** Your objective **
From the entries below, return exactly the lines beginning at the one that contains "Per-request failures never" and ending at the one that contains "pub enum ServerError", both of them included, and only those lines.

** Input material **
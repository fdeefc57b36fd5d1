//! Startup errors
//!
//! Anything that stops the server from coming up. Per-request failures never
//! surface here; handlers turn them into status codes.

use std::net::SocketAddr;
use thiserror::Error;

#[derive(Debug, Error)]
pub enum ServerError {
    #[error("configuration error: {0}")]
    Config(#[from] config::ConfigError),

    #[error("invalid listen address '{addr}': {source}")]
    InvalidAddress {
        addr: String,
        #[source]
        source: std::net::AddrParseError,
    },

    #[error("failed to bind {addr}: {source}")]
    Bind {
        addr: SocketAddr,
        #[source]
        source: std::io::Error,
    },

    #[error("failed to open log files: {0}")]
    Logger(#[source] std::io::Error),

    #[error("failed to build runtime: {0}")]
    Runtime(#[source] std::io::Error),
}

** The completed task **
//! Anything that stops the server from coming up. Per-request failures never
//! surface here; handlers turn them into status codes.

use std::net::SocketAddr;
use thiserror::Error;

#[derive(Debug, Error)]
pub enum ServerError {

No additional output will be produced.